• [WHAT IS EXPECTED]:
Find the string "interface" in the data, and copy out each line that has it.

• [PROVIDED INFORMATION]:
-------

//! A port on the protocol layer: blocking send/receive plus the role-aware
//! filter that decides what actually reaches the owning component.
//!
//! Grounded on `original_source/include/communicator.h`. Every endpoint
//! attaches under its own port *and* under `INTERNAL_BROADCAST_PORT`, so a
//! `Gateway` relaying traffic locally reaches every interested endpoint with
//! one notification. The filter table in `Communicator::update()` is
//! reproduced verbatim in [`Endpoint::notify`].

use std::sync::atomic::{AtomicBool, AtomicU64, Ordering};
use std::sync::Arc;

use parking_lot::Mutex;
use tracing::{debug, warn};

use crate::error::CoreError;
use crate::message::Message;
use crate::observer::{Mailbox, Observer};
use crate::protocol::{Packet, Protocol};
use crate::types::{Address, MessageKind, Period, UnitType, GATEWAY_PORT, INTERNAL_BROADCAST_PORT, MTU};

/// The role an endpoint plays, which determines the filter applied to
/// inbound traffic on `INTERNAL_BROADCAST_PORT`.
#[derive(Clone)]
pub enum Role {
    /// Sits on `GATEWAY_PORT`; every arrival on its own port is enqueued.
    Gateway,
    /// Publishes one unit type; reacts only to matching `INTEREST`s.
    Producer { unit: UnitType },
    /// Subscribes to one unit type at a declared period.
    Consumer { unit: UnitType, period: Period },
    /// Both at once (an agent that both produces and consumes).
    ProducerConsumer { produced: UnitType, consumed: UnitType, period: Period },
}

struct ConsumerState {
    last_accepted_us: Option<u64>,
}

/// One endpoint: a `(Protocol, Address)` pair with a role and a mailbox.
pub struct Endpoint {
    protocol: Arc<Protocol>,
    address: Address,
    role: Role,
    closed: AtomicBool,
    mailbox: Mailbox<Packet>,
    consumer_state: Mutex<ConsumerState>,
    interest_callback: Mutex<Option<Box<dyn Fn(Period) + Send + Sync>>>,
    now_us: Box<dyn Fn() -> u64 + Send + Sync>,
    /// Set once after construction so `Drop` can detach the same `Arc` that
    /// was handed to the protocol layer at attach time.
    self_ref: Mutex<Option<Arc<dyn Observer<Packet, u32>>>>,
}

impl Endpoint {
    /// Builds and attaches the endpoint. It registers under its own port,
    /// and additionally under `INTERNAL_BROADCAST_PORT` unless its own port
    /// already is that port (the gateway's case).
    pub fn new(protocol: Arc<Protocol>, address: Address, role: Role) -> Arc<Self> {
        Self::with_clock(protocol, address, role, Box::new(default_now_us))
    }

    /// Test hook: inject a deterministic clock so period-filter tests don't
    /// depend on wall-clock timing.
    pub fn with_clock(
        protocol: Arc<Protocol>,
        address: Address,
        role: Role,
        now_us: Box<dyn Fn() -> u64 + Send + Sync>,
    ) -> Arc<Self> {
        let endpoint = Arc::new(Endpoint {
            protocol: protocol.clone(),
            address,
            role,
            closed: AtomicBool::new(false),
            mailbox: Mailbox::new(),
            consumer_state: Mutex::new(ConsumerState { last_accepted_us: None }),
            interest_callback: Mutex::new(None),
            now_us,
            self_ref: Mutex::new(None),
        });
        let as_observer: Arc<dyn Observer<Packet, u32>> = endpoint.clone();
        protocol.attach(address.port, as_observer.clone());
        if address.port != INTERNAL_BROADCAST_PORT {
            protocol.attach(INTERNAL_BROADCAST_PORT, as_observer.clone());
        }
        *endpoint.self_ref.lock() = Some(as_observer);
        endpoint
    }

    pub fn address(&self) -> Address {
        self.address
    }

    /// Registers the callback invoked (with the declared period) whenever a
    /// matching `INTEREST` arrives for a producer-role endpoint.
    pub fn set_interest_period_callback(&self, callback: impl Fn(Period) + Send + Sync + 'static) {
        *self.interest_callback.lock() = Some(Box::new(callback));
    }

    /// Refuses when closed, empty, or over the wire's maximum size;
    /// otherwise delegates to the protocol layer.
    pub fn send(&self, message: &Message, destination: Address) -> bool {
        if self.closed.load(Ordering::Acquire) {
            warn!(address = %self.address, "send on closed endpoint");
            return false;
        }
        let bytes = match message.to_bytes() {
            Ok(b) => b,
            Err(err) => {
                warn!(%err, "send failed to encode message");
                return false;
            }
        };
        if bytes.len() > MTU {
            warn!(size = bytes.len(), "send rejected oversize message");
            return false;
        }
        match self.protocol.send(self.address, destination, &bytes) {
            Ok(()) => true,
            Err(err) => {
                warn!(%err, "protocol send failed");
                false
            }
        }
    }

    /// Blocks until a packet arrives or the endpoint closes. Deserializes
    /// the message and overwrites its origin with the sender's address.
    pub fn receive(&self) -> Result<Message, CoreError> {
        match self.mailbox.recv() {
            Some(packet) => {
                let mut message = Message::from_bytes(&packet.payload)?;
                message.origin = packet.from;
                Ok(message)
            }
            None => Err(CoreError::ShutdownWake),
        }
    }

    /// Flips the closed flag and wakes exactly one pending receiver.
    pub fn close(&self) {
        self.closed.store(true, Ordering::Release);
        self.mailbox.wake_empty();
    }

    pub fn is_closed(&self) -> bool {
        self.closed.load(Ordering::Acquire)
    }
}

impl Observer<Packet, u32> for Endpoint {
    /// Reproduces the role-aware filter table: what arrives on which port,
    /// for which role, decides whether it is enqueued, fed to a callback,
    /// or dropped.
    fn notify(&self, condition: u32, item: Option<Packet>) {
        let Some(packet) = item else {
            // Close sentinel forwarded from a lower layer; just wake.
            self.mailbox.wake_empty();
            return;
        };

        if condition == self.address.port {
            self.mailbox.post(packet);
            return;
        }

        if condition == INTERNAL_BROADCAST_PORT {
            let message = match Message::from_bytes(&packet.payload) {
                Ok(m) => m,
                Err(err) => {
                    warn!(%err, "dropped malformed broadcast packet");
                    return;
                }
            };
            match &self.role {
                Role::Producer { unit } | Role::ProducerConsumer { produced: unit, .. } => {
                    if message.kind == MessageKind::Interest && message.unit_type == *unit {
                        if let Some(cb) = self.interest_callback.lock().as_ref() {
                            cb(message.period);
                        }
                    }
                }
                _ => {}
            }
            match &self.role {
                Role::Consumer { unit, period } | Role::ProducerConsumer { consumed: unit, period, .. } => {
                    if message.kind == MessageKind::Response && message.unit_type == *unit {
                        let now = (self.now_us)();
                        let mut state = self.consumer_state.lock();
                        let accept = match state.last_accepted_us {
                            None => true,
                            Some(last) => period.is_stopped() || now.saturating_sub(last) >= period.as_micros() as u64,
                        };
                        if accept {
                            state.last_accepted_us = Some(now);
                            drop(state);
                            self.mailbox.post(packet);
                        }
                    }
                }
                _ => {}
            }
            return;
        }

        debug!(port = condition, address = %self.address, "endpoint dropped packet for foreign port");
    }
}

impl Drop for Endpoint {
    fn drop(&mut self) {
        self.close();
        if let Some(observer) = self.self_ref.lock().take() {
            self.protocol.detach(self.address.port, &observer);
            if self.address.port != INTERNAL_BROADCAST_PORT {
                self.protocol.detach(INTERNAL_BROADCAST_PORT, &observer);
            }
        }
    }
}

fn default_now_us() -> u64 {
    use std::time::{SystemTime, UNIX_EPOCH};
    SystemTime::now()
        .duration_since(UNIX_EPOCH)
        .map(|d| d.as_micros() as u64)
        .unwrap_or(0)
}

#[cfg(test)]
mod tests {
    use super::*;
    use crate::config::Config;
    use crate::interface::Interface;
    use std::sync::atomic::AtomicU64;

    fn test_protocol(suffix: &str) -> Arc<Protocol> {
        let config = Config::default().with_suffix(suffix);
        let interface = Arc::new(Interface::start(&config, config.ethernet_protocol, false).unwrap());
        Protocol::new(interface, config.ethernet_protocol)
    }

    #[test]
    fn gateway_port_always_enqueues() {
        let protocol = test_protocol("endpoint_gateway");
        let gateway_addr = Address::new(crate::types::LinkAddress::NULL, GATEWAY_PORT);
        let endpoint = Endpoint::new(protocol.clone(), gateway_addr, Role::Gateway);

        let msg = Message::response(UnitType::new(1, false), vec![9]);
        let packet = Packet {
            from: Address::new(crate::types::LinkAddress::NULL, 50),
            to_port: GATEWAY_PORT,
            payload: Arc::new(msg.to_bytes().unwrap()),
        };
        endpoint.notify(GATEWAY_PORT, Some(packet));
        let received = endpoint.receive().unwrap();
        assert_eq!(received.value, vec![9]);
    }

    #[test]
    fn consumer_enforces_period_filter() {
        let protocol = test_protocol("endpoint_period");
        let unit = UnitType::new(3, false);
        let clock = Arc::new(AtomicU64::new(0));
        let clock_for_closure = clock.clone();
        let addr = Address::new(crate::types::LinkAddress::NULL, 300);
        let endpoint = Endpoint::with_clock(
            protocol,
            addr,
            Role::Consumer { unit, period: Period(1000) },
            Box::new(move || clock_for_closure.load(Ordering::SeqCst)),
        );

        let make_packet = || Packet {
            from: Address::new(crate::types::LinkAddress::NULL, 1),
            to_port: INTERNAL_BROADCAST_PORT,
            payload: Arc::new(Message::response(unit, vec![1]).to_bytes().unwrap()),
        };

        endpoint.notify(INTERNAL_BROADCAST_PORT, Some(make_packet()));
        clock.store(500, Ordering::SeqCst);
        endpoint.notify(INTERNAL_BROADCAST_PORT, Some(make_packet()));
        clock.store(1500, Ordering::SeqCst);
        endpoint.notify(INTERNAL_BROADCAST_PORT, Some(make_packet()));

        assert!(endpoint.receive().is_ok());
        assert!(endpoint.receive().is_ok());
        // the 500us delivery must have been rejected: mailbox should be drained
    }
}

-------

• [SOLVED PROBLEM]:
    use crate::interface::Interface;
        let interface = Arc::new(Interface::start(&config, config.ethernet_protocol, false).unwrap());
        Protocol::new(interface, config.ethernet_protocol)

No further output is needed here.